We can sometimes construct a contact manifold from a symplectic one.

Claim: (Contactization of a symplectic manifold)
Let $$(\mathbb{M}, \omega)$$ be a symplectic manifold such that $$\omega$$ is an exact form, that is there exists a 1-form $$\lambda$$ with $$\omega = d\lambda$$. Then $$\mathbb{M}’ = \mathbb{M} \times \mathbb{R}$$ is a contact manifold with contact form $$\eta = \pi^*\lambda + dt$$ where $$t \colon \mathbb{M} \times \mathbb{R} \rightarrow \mathbb{R}$$ and $$\pi \colon \mathbb{M} \times \mathbb{R} \rightarrow \mathbb{M}$$ are the canonical projections.

Proof:
Notice that $$d\eta = d\pi^*\lambda + d^2t = \pi^*d\lambda = \pi^*\omega$$. Thus $$\eta \wedge (d\eta)^n = \eta \wedge (\pi^*\omega)^n$$ has rank $$2n+1$$ and therefore must be a volume form on $$\mathbb{M}’$$.

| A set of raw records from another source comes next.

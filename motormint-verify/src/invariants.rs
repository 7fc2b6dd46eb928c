//! Ledger invariants.
//!
//! Each invariant inspects a [`LedgerSnapshot`]; transition invariants
//! compare two snapshots taken before and after an operation.

use std::collections::HashSet;

use motormint_chain::LedgerSnapshot;
use motormint_core::{
    EscrowStatus, OwnershipStatus, TransferType, MAX_FRAUD_SCORE, MAX_HEALTH_SCORE,
};
use serde::{Deserialize, Serialize};
use thiserror::Error;

/// An invariant that must hold for the ledger.
pub trait Invariant {
    /// Name of this invariant.
    fn name(&self) -> &'static str;

    /// Check if the invariant holds for a snapshot.
    fn check(&self, snapshot: &LedgerSnapshot) -> Result<(), InvariantViolation>;

    /// Check if the invariant holds across a transition.
    fn check_transition(
        &self,
        _old: &LedgerSnapshot,
        new: &LedgerSnapshot,
    ) -> Result<(), InvariantViolation> {
        self.check(new)
    }
}

/// Violation of an invariant.
#[derive(Debug, Clone, PartialEq, Error, Serialize, Deserialize)]
#[error("invariant '{name}' violated: {message}")]
pub struct InvariantViolation {
    /// Invariant name.
    pub name: String,
    /// Violation message.
    pub message: String,
    /// Offending entity (vehicle id, escrow id or tx hash), if any.
    pub subject: Option<String>,
}

impl InvariantViolation {
    /// Create a new violation.
    pub fn new(name: impl Into<String>, message: impl Into<String>) -> Self {
        Self {
            name: name.into(),
            message: message.into(),
            subject: None,
        }
    }

    /// Attach the offending entity.
    pub fn for_subject(mut self, subject: impl ToString) -> Self {
        self.subject = Some(subject.to_string());
        self
    }
}

/// Invariant: a vehicle is IN_ESCROW exactly when it has an ACTIVE escrow,
/// and LOCKED exactly when it has a DISPUTED one.
#[derive(Debug, Clone, Copy)]
pub struct EscrowStatusConsistency;

impl Invariant for EscrowStatusConsistency {
    fn name(&self) -> &'static str {
        "escrow_status_consistency"
    }

    fn check(&self, snapshot: &LedgerSnapshot) -> Result<(), InvariantViolation> {
        let pairs = [
            (OwnershipStatus::InEscrow, EscrowStatus::Active),
            (OwnershipStatus::Locked, EscrowStatus::Disputed),
        ];
        for (id, record) in &snapshot.vehicles {
            for (held, escrow_status) in pairs {
                let is_held = record.ownership_status == held;
                let has_escrow = snapshot.escrow_count(id, escrow_status) > 0;
                if is_held != has_escrow {
                    return Err(InvariantViolation::new(
                        self.name(),
                        format!(
                            "vehicle is {} but {} {} escrow",
                            record.ownership_status,
                            if has_escrow { "has an" } else { "has no" },
                            escrow_status
                        ),
                    )
                    .for_subject(id));
                }
            }
        }
        Ok(())
    }
}

/// Invariant: at most one ACTIVE escrow per vehicle id.
#[derive(Debug, Clone, Copy)]
pub struct SingleActiveEscrow;

impl Invariant for SingleActiveEscrow {
    fn name(&self) -> &'static str {
        "single_active_escrow"
    }

    fn check(&self, snapshot: &LedgerSnapshot) -> Result<(), InvariantViolation> {
        let mut seen = HashSet::new();
        for escrow in snapshot.escrows.iter().filter(|e| e.is_active()) {
            if !seen.insert(&escrow.vehicle_id) {
                return Err(InvariantViolation::new(
                    self.name(),
                    format!("second ACTIVE escrow {}", escrow.id),
                )
                .for_subject(&escrow.vehicle_id));
            }
        }
        Ok(())
    }
}

/// Invariant: each vehicle's history starts with its REGISTRATION, every
/// entry names the prior owner, and the last owner is the current one.
#[derive(Debug, Clone, Copy)]
pub struct OwnershipChain;

impl Invariant for OwnershipChain {
    fn name(&self) -> &'static str {
        "ownership_chain"
    }

    fn check(&self, snapshot: &LedgerSnapshot) -> Result<(), InvariantViolation> {
        let violation = |id: &dyn ToString, message: String| {
            InvariantViolation::new("ownership_chain", message).for_subject(id.to_string())
        };

        for (id, record) in &snapshot.vehicles {
            let history = snapshot.ownership.get(id).map(Vec::as_slice).unwrap_or_default();
            let Some(first) = history.first() else {
                return Err(violation(id, "registered vehicle has no history".into()));
            };
            if first.transfer_type != TransferType::Registration || first.previous_owner.is_some()
            {
                return Err(violation(id, "history does not start with REGISTRATION".into()));
            }
            if let Some(late) = history[1..]
                .iter()
                .find(|r| r.transfer_type == TransferType::Registration)
            {
                return Err(violation(id, format!("late REGISTRATION entry {}", late.id)));
            }
            for pair in history.windows(2) {
                if pair[1].previous_owner.as_ref() != Some(&pair[0].owner_address) {
                    return Err(violation(
                        id,
                        format!("entry {} does not follow {}", pair[1].id, pair[0].id),
                    ));
                }
            }
            if let Some(last) = history.last() {
                if last.owner_address != record.current_owner {
                    return Err(violation(
                        id,
                        format!(
                            "last recorded owner {} differs from current owner {}",
                            last.owner_address, record.current_owner
                        ),
                    ));
                }
            }
        }

        if let Some(orphan) = snapshot
            .ownership
            .keys()
            .find(|id| !snapshot.vehicles.contains_key(*id))
        {
            return Err(violation(orphan, "history for an unregistered vehicle".into()));
        }
        Ok(())
    }
}

/// Invariant: ledger transaction hashes are unique.
#[derive(Debug, Clone, Copy)]
pub struct UniqueTxHashes;

impl Invariant for UniqueTxHashes {
    fn name(&self) -> &'static str {
        "unique_tx_hashes"
    }

    fn check(&self, snapshot: &LedgerSnapshot) -> Result<(), InvariantViolation> {
        let mut seen = HashSet::new();
        for tx in &snapshot.transactions {
            if !seen.insert(&tx.tx_hash) {
                return Err(InvariantViolation::new(self.name(), "duplicate transaction hash")
                    .for_subject(&tx.tx_hash));
            }
        }
        Ok(())
    }
}

/// Invariant: every registered vehicle has exactly one identity, keyed by
/// its own vehicle id.
#[derive(Debug, Clone, Copy)]
pub struct UniqueDriveChainIdentity;

impl Invariant for UniqueDriveChainIdentity {
    fn name(&self) -> &'static str {
        "unique_drivechain_identity"
    }

    fn check(&self, snapshot: &LedgerSnapshot) -> Result<(), InvariantViolation> {
        if let Some(id) = snapshot
            .vehicles
            .keys()
            .find(|id| !snapshot.identities.contains_key(*id))
        {
            return Err(
                InvariantViolation::new(self.name(), "registered vehicle has no identity")
                    .for_subject(id),
            );
        }

        for (key, identity) in &snapshot.identities {
            if identity.vehicle_id != *key {
                return Err(InvariantViolation::new(
                    self.name(),
                    format!("identity stored under {key} names {}", identity.vehicle_id),
                )
                .for_subject(key));
            }
        }
        Ok(())
    }
}

/// Invariant: health in `0..=100`, fraud in `[0, 10)`.
#[derive(Debug, Clone, Copy)]
pub struct ScoreBounds;

impl Invariant for ScoreBounds {
    fn name(&self) -> &'static str {
        "score_bounds"
    }

    fn check(&self, snapshot: &LedgerSnapshot) -> Result<(), InvariantViolation> {
        for (id, identity) in &snapshot.identities {
            if !identity.scores_in_bounds() {
                return Err(InvariantViolation::new(
                    self.name(),
                    format!(
                        "health {} (max {MAX_HEALTH_SCORE}), fraud {} (max {MAX_FRAUD_SCORE})",
                        identity.health_score, identity.fraud_score
                    ),
                )
                .for_subject(id));
            }
        }
        Ok(())
    }
}

/// Transition invariant: ownership histories and the transaction ledger
/// only ever grow, and never rewrite existing entries.
#[derive(Debug, Clone, Copy)]
pub struct AppendOnlyLogs;

impl Invariant for AppendOnlyLogs {
    fn name(&self) -> &'static str {
        "append_only_logs"
    }

    fn check(&self, _snapshot: &LedgerSnapshot) -> Result<(), InvariantViolation> {
        // Single snapshot always satisfies
        Ok(())
    }

    fn check_transition(
        &self,
        old: &LedgerSnapshot,
        new: &LedgerSnapshot,
    ) -> Result<(), InvariantViolation> {
        if !new.transactions.starts_with(&old.transactions) {
            return Err(InvariantViolation::new(
                self.name(),
                format!(
                    "transaction ledger rewritten: {} -> {} entries",
                    old.transactions.len(),
                    new.transactions.len()
                ),
            ));
        }
        for (id, history) in &old.ownership {
            let kept = new
                .ownership
                .get(id)
                .is_some_and(|current| current.starts_with(history));
            if !kept {
                return Err(
                    InvariantViolation::new(self.name(), "ownership history rewritten")
                        .for_subject(id),
                );
            }
        }
        Ok(())
    }
}

/// Collection of ledger invariants.
#[derive(Debug, Clone, Default)]
pub struct LedgerInvariants {
    /// Enable the escrow/vehicle status check.
    pub escrow_status_consistency: bool,
    /// Enable the single ACTIVE escrow check.
    pub single_active_escrow: bool,
    /// Enable the ownership chain check.
    pub ownership_chain: bool,
    /// Enable the unique transaction hash check.
    pub unique_tx_hashes: bool,
    /// Enable the DriveChain identity check.
    pub unique_drivechain_identity: bool,
    /// Enable the score bounds check.
    pub score_bounds: bool,
    /// Enable the append-only check (transitions only).
    pub append_only_logs: bool,
}

impl LedgerInvariants {
    /// Create an empty invariant set.
    pub fn new() -> Self {
        Self::default()
    }

    /// Create with all invariants enabled.
    pub fn all() -> Self {
        Self {
            escrow_status_consistency: true,
            single_active_escrow: true,
            ownership_chain: true,
            unique_tx_hashes: true,
            unique_drivechain_identity: true,
            score_bounds: true,
            append_only_logs: true,
        }
    }

    /// Require escrow/vehicle status consistency.
    pub fn require_escrow_status_consistency(mut self) -> Self {
        self.escrow_status_consistency = true;
        self
    }

    /// Require at most one ACTIVE escrow per vehicle.
    pub fn require_single_active_escrow(mut self) -> Self {
        self.single_active_escrow = true;
        self
    }

    /// Require a well-formed ownership chain.
    pub fn require_ownership_chain(mut self) -> Self {
        self.ownership_chain = true;
        self
    }

    /// Require unique transaction hashes.
    pub fn require_unique_tx_hashes(mut self) -> Self {
        self.unique_tx_hashes = true;
        self
    }

    /// Require one DriveChain identity per vehicle.
    pub fn require_unique_drivechain_identity(mut self) -> Self {
        self.unique_drivechain_identity = true;
        self
    }

    /// Require scores within bounds.
    pub fn require_score_bounds(mut self) -> Self {
        self.score_bounds = true;
        self
    }

    /// Require append-only logs across transitions.
    pub fn require_append_only_logs(mut self) -> Self {
        self.append_only_logs = true;
        self
    }

    fn enabled(&self) -> Vec<&'static dyn Invariant> {
        let table: [(bool, &'static dyn Invariant); 7] = [
            (self.escrow_status_consistency, &EscrowStatusConsistency),
            (self.single_active_escrow, &SingleActiveEscrow),
            (self.ownership_chain, &OwnershipChain),
            (self.unique_tx_hashes, &UniqueTxHashes),
            (self.unique_drivechain_identity, &UniqueDriveChainIdentity),
            (self.score_bounds, &ScoreBounds),
            (self.append_only_logs, &AppendOnlyLogs),
        ];
        table
            .into_iter()
            .filter_map(|(on, invariant)| on.then_some(invariant))
            .collect()
    }

    /// Names of the enabled invariants.
    pub fn names(&self) -> Vec<&'static str> {
        self.enabled().iter().map(|i| i.name()).collect()
    }

    /// Verify a snapshot, stopping at the first violation.
    pub fn verify(&self, snapshot: &LedgerSnapshot) -> Result<(), InvariantViolation> {
        for invariant in self.enabled() {
            invariant.check(snapshot)?;
        }
        Ok(())
    }

    /// Verify a state transition.
    pub fn verify_transition(
        &self,
        old: &LedgerSnapshot,
        new: &LedgerSnapshot,
    ) -> Result<(), InvariantViolation> {
        for invariant in self.enabled() {
            invariant.check_transition(old, new)?;
        }
        Ok(())
    }

    /// Every violation in a snapshot, one per failing invariant.
    pub fn violations(&self, snapshot: &LedgerSnapshot) -> Vec<InvariantViolation> {
        self.enabled()
            .into_iter()
            .filter_map(|invariant| invariant.check(snapshot).err())
            .collect()
    }
}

From a contact manifold we can also construct a symplectic manifold on its cone $$\mathbb{R}^+ \times \mathbb{M}$$. This process is referred to the symplectization of $$\mathbb{M}$$ (see Boyer-Galicki, pg 203.) We will discuss this in further detail.

Claim: (Symplectization of a contact manifold)
Let $$\eta$$ be a 1-form on a $$2n+1$$-dimensional manifold $$\mathbb{M}$$. Then $$\eta$$ is a contact form on $$\mathbb{M}$$ if and only if the 2-form $$\omega = d(r^2\eta) = 2rdr\wedge\eta + r^2d\eta$$ is a symplectic form over the cone $$C(\mathbb{M})$$.

Proof:
If $$(\mathbb{M}, \eta)$$ is a contact manifold, then taking $$\omega = d(r^2\eta)$$ gives a closed, nondegenerate 2-form on $$C(\mathbb{M})$$.

If $$\omega = d(r^2\eta)$$ is a symplectic form on $$C(\mathbb{M})$$, then since $$\omega$$ is closed we see that $$\tilde\eta = r^2\eta$$ is a 1-form on $$C(\mathbb{M}) = \mathbb{M} \times \mathbb{R}^+$$. Then, restricting $$\tilde\eta \vert_{M \times \{1\}} = \eta$$ we see that $$\eta$$ must be a nondegenerate 1-form on $$\mathbb{M}$$. Since $$\omega^{n+1} = (d(r^2\eta))^{n+1} \neq 0$$, it must be that $$(d\eta)^n \neq 0$$ on $$\mathbb{M}$$, and we can conclude that $$\eta$$ is a contact form on $$\mathbb{M}$$.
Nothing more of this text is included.